18. A Proctor and Gamble factory process fills boxes with detergent. Construct an appropriate set

of control charts to monitor the process. Historical data for fill weight (in ounces) of eight samples

is presented below. A sample size of eight was used.

Sample

Sample Mean

Sample Range

1

15.80

0.42

2

16.10

0.38

3

16.02

0.08

4

15.95

0.15

5

16.12

0.42

6

16.18

0.23

7

15.87

0.36

8

16.20

0.40

a.

Compute the limits for both an R-chart and x-bar chart. Compare the sample results to the

limits of the charts.

b.

Briefly explain what the quality control charts tell you. What actions, if any, would you take?
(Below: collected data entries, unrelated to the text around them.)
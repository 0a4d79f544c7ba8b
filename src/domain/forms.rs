//! Caller-side validation for every write path.
//!
//! Drafts are validated at construction, so a value of one of these types is
//! proof that no remote round-trip will be wasted on bad input. Rejections
//! never reach the mutation executor.

use bytes::Bytes;
use mime_guess::mime;
use url::Url;
use uuid::Uuid;

use super::blob::ExternalBlob;
use super::entities::{MessageId, WatchId};
use super::error::DomainError;
use super::price::Price;

/// Upload size ceiling for attachment images.
pub const MAX_ATTACHMENT_BYTES: usize = 10 * 1024 * 1024;

/// Validated input for creating a catalog watch.
#[derive(Debug, Clone)]
pub struct WatchDraft {
    pub name: String,
    pub description: String,
    pub price: Price,
    pub image: ExternalBlob,
}

impl WatchDraft {
    pub fn new(
        name: &str,
        description: &str,
        price_input: &str,
        image: ExternalBlob,
    ) -> Result<Self, DomainError> {
        let name = required(name, "watch name")?;
        let price = Price::parse(price_input)?;
        Ok(Self {
            name,
            description: description.trim().to_string(),
            price,
            image,
        })
    }
}

/// Validated input for updating a catalog watch.
#[derive(Debug, Clone)]
pub struct WatchPatch {
    pub id: WatchId,
    pub name: String,
    pub description: String,
    pub price: Price,
    pub published: bool,
}

impl WatchPatch {
    pub fn new(
        id: WatchId,
        name: &str,
        description: &str,
        price_input: &str,
        published: bool,
    ) -> Result<Self, DomainError> {
        let name = required(name, "watch name")?;
        let price = Price::parse(price_input)?;
        Ok(Self {
            id,
            name,
            description: description.trim().to_string(),
            price,
            published,
        })
    }
}

/// Validated input for placing an order.
#[derive(Debug, Clone)]
pub struct OrderDraft {
    pub customer_name: String,
    pub contact_info: String,
    pub watch_id: WatchId,
    pub note: String,
}

impl OrderDraft {
    pub fn new(
        customer_name: &str,
        contact_info: &str,
        watch_id: WatchId,
        note: &str,
    ) -> Result<Self, DomainError> {
        Ok(Self {
            customer_name: required(customer_name, "customer name")?,
            contact_info: required(contact_info, "contact info")?,
            watch_id,
            note: note.trim().to_string(),
        })
    }
}

/// Validated input for sending a chat message.
#[derive(Debug, Clone)]
pub struct ChatDraft {
    pub sender_name: String,
    pub text: String,
    pub image: Option<ExternalBlob>,
}

impl ChatDraft {
    pub fn new(
        sender_name: &str,
        text: &str,
        image: Option<ExternalBlob>,
    ) -> Result<Self, DomainError> {
        let sender_name = required(sender_name, "sender name")?;
        let text = text.trim().to_string();
        if text.is_empty() && image.is_none() {
            return Err(DomainError::validation(
                "message text or attachment is required",
            ));
        }
        Ok(Self {
            sender_name,
            text,
            image,
        })
    }
}

/// Validated input for replying to a chat message.
#[derive(Debug, Clone)]
pub struct ReplyDraft {
    pub message_id: MessageId,
    pub text: String,
}

impl ReplyDraft {
    pub fn new(message_id: MessageId, text: &str) -> Result<Self, DomainError> {
        Ok(Self {
            message_id,
            text: required(text, "reply text")?,
        })
    }
}

/// Validated input for saving the caller's profile.
#[derive(Debug, Clone)]
pub struct ProfileDraft {
    pub name: String,
}

impl ProfileDraft {
    pub fn new(name: &str) -> Result<Self, DomainError> {
        Ok(Self {
            name: required(name, "profile name")?,
        })
    }
}

/// An image file staged for upload, read into memory once.
///
/// Construction enforces the file-type and size ceiling checks, so a value of
/// this type is always an acceptable image.
#[derive(Debug, Clone)]
pub struct AttachmentUpload {
    file_name: String,
    content_type: String,
    bytes: Bytes,
}

impl AttachmentUpload {
    pub fn new(file_name: &str, bytes: impl Into<Bytes>) -> Result<Self, DomainError> {
        let bytes = bytes.into();
        let guessed = mime_guess::from_path(file_name).first_or_octet_stream();
        if guessed.type_() != mime::IMAGE {
            return Err(DomainError::validation("attachment must be an image file"));
        }
        if bytes.is_empty() {
            return Err(DomainError::validation("attachment is empty"));
        }
        if bytes.len() > MAX_ATTACHMENT_BYTES {
            return Err(DomainError::validation(
                "attachment must be smaller than 10 MB",
            ));
        }
        Ok(Self {
            file_name: file_name.to_string(),
            content_type: guessed.essence_str().to_string(),
            bytes,
        })
    }

    pub fn file_name(&self) -> &str {
        &self.file_name
    }

    pub fn content_type(&self) -> &str {
        &self.content_type
    }

    pub fn len(&self) -> usize {
        self.bytes.len()
    }

    pub fn is_empty(&self) -> bool {
        self.bytes.is_empty()
    }

    /// Consume the staged bytes; they are handed to the remote call exactly once.
    pub fn into_bytes(self) -> Bytes {
        self.bytes
    }

    /// Mint a transient client-side preview reference.
    ///
    /// Distinct from the server-side reference the backend eventually returns;
    /// it only identifies locally staged data for display.
    pub fn preview_url(&self) -> Url {
        Url::parse(&format!("blob:{}", Uuid::new_v4())).expect("preview url is well formed")
    }
}

fn required(input: &str, field: &'static str) -> Result<String, DomainError> {
    let trimmed = input.trim();
    if trimmed.is_empty() {
        return Err(DomainError::validation(format!("{field} is required")));
    }
    Ok(trimmed.to_string())
}

#[cfg(test)]
mod tests {
    use super::*;

    fn image() -> ExternalBlob {
        ExternalBlob::from_bytes(vec![0u8; 16])
    }

    #[test]
    fn watch_draft_requires_name_and_positive_price() {
        assert!(WatchDraft::new("  ", "desc", "10.00", image()).is_err());
        assert!(WatchDraft::new("Royal", "desc", "0", image()).is_err());
        assert!(WatchDraft::new("Royal", "desc", "oops", image()).is_err());

        let draft = WatchDraft::new(" Royal Tourbillon ", " Hand wound. ", "1299.00", image())
            .expect("valid draft");
        assert_eq!(draft.name, "Royal Tourbillon");
        assert_eq!(draft.description, "Hand wound.");
        assert_eq!(draft.price.minor_units(), 129_900);
    }

    #[test]
    fn order_draft_requires_name_and_contact() {
        assert!(OrderDraft::new("", "a@b.c", WatchId(1), "").is_err());
        assert!(OrderDraft::new("James", "  ", WatchId(1), "").is_err());
        let draft = OrderDraft::new("James", "a@b.c", WatchId(1), " gift wrap ").expect("valid");
        assert_eq!(draft.note, "gift wrap");
    }

    #[test]
    fn chat_draft_needs_text_or_attachment() {
        assert!(ChatDraft::new("Ada", "   ", None).is_err());
        assert!(ChatDraft::new("", "hi", None).is_err());
        assert!(ChatDraft::new("Ada", "", Some(image())).is_ok());
        assert!(ChatDraft::new("Ada", "hi", None).is_ok());
    }

    #[test]
    fn attachment_rejects_non_images() {
        assert!(AttachmentUpload::new("notes.txt", vec![1u8, 2]).is_err());
        assert!(AttachmentUpload::new("archive.zip", vec![1u8, 2]).is_err());
        assert!(AttachmentUpload::new("photo.png", vec![1u8, 2]).is_ok());
        assert!(AttachmentUpload::new("photo.webp", vec![1u8, 2]).is_ok());
    }

    #[test]
    fn attachment_enforces_size_ceiling() {
        assert!(AttachmentUpload::new("photo.png", vec![0u8; MAX_ATTACHMENT_BYTES]).is_ok());
        assert!(AttachmentUpload::new("photo.png", vec![0u8; MAX_ATTACHMENT_BYTES + 1]).is_err());
        assert!(AttachmentUpload::new("photo.png", Vec::new()).is_err());
    }

    #[test]
    fn preview_urls_are_unique_per_call() {
        let upload = AttachmentUpload::new("photo.jpg", vec![1u8]).expect("valid upload");
        assert_ne!(upload.preview_url(), upload.preview_url());
        assert_eq!(upload.content_type(), "image/jpeg");
    }
}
19. A manufacturing company has a production process that has a target percentage of

nonconformance as 4 percent which was developed based on numerous samples of 200

observations each. They want to develop control charts using 3 standard deviation limits.

a.

What is the center line for the p-chart?

b.

What is the upper control limit for a p-chart?

c.

What is the lower control limit for a p-chart?

20. An operator has determined the percentage of defectives for a machine which she operates.

Based on several samples of 75 observations, she found the p-bar to be 10 percent. She wants to set

up a control chart using 3 standard deviation control limits.

a.

What is the upper control limit for a p-chart?

b.

What is the lower control limit for a p-chart?

21. A high-paced discount store in Los Angeles notices that checking errors have increased

recently. They plan to use control charts with three standard deviation control limits to monitor the

process. They decide to take a sample of 100 transactions over 10 days. The number of transactions

with errors for each day was 5, 7, 6, 5, 6, 4, 6, 3, 10, and 8.

a.

What is the center line for the p-chart?

b.

What is the upper control limit for the p-chart?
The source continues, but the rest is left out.